*** Opening of Records for this task ***

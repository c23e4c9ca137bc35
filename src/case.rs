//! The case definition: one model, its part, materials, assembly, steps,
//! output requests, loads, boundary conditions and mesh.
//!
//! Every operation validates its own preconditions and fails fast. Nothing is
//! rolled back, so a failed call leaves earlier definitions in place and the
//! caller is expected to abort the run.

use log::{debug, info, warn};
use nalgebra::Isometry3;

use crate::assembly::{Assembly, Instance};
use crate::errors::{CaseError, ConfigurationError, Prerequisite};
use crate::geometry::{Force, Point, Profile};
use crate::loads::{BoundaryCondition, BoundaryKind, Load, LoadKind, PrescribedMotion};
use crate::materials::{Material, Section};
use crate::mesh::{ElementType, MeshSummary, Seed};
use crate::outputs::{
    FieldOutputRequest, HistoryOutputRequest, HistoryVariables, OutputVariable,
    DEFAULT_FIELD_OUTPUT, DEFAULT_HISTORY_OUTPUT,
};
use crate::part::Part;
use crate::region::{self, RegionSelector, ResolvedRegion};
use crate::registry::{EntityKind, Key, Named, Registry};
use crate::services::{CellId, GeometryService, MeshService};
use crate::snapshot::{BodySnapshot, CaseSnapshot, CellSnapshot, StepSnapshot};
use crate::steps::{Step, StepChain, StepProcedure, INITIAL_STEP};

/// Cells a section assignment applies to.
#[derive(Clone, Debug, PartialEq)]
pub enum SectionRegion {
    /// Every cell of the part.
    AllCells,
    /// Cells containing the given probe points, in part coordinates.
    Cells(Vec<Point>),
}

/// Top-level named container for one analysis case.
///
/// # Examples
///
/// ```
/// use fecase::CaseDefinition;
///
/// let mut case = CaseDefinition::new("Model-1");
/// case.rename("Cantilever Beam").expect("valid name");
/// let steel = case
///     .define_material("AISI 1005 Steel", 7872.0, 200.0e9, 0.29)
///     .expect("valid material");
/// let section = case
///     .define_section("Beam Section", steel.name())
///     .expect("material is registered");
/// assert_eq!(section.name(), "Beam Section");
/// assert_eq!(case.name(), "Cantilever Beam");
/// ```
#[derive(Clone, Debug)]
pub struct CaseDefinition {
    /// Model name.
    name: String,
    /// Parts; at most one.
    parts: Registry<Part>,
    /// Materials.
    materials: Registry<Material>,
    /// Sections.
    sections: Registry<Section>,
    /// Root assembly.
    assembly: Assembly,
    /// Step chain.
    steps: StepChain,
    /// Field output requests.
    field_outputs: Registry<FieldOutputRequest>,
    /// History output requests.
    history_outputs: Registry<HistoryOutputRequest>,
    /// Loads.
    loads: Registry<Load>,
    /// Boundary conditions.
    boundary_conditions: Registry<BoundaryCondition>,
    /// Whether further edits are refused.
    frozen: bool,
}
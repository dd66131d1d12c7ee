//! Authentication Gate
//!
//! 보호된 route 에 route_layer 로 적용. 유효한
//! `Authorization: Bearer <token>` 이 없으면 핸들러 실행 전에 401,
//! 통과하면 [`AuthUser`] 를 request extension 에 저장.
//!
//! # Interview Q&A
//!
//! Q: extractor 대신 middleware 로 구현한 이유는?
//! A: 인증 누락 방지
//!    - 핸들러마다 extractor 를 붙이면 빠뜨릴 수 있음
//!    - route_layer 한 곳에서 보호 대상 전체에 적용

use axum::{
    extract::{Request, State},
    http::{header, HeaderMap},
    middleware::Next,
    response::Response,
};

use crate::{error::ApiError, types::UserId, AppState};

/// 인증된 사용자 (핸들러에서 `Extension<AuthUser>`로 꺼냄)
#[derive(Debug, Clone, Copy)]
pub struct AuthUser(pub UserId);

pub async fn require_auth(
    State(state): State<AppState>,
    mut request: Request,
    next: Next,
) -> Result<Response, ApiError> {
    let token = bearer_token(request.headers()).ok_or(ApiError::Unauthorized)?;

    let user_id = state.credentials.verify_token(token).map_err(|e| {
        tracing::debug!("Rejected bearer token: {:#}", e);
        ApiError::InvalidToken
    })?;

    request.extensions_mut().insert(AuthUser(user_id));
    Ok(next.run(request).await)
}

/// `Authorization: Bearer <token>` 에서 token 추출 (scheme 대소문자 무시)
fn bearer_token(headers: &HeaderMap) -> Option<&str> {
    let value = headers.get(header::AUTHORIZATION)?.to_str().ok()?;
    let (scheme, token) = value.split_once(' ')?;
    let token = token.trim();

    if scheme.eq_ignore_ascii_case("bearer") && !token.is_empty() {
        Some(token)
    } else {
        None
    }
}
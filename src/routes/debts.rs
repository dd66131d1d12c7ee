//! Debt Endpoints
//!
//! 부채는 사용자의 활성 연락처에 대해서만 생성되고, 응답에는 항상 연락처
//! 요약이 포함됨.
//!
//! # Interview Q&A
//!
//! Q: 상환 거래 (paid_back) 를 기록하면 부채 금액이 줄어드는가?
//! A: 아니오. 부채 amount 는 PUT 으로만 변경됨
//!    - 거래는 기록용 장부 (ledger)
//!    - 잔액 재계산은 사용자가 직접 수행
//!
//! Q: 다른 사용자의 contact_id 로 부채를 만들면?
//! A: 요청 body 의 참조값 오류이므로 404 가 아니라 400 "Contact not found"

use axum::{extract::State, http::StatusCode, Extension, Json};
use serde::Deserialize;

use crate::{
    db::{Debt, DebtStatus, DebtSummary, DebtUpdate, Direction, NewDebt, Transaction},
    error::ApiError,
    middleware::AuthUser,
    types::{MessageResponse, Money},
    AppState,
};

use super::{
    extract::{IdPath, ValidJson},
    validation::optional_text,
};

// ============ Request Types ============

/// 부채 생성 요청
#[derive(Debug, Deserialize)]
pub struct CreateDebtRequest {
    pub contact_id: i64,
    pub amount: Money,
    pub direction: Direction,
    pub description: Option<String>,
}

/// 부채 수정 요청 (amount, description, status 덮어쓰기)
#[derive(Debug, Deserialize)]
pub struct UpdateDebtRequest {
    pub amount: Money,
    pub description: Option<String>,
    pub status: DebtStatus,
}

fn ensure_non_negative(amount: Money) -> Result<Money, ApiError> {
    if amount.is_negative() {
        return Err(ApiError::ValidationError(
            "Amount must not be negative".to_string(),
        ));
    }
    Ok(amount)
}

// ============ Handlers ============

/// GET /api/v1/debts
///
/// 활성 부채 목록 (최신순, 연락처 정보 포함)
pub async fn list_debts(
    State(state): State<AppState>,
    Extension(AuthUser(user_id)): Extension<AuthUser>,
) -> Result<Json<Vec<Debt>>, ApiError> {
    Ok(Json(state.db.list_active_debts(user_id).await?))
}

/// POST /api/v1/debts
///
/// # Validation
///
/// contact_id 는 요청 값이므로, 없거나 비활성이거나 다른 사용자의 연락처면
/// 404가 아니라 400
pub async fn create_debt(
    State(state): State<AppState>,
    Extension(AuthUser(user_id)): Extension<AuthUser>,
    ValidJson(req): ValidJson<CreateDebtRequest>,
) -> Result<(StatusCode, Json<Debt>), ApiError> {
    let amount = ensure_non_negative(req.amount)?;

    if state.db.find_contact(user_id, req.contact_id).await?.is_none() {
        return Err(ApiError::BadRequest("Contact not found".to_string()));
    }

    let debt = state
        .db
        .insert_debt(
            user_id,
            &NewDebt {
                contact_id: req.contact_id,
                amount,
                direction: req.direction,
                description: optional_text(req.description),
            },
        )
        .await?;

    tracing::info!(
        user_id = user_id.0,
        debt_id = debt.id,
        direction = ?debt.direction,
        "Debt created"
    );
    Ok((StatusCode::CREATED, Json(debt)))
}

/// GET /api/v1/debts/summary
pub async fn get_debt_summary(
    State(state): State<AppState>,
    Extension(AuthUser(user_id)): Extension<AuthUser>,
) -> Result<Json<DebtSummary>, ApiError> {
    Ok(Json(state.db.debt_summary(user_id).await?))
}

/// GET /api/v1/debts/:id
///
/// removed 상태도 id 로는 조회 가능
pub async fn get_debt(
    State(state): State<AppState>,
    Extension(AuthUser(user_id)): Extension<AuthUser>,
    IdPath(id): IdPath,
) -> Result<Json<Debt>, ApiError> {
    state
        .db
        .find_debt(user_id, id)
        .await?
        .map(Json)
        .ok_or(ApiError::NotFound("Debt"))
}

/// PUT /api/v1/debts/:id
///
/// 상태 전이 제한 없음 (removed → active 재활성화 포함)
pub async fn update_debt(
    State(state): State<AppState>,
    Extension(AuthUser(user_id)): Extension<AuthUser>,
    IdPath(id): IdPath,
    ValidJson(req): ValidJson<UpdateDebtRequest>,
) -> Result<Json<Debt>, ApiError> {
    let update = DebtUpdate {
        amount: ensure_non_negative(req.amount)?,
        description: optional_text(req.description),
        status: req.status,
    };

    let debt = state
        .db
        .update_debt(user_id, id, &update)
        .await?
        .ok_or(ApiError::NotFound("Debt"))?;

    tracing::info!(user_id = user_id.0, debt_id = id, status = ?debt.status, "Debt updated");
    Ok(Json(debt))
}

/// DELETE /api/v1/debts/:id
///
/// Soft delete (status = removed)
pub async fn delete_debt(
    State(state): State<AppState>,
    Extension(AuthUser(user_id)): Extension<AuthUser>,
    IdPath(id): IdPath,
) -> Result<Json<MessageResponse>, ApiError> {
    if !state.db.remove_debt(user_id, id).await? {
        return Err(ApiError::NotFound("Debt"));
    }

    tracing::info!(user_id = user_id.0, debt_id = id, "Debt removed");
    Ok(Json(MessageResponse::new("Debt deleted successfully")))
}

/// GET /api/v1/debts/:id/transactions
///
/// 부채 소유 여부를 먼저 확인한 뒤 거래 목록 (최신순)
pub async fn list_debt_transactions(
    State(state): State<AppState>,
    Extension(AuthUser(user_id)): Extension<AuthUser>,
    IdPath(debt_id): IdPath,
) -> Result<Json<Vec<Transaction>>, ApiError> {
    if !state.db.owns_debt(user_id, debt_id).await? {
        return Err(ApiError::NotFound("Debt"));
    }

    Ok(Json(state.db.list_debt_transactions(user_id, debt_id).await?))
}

*** Close of Records for this task ***

• Action item: Return all lines from the data above with "StatusCode" in them.

• Exercise result:
use axum::{extract::State, http::StatusCode, Extension, Json};
) -> Result<(StatusCode, Json<Debt>), ApiError> {
    Ok((StatusCode::CREATED, Json(debt)))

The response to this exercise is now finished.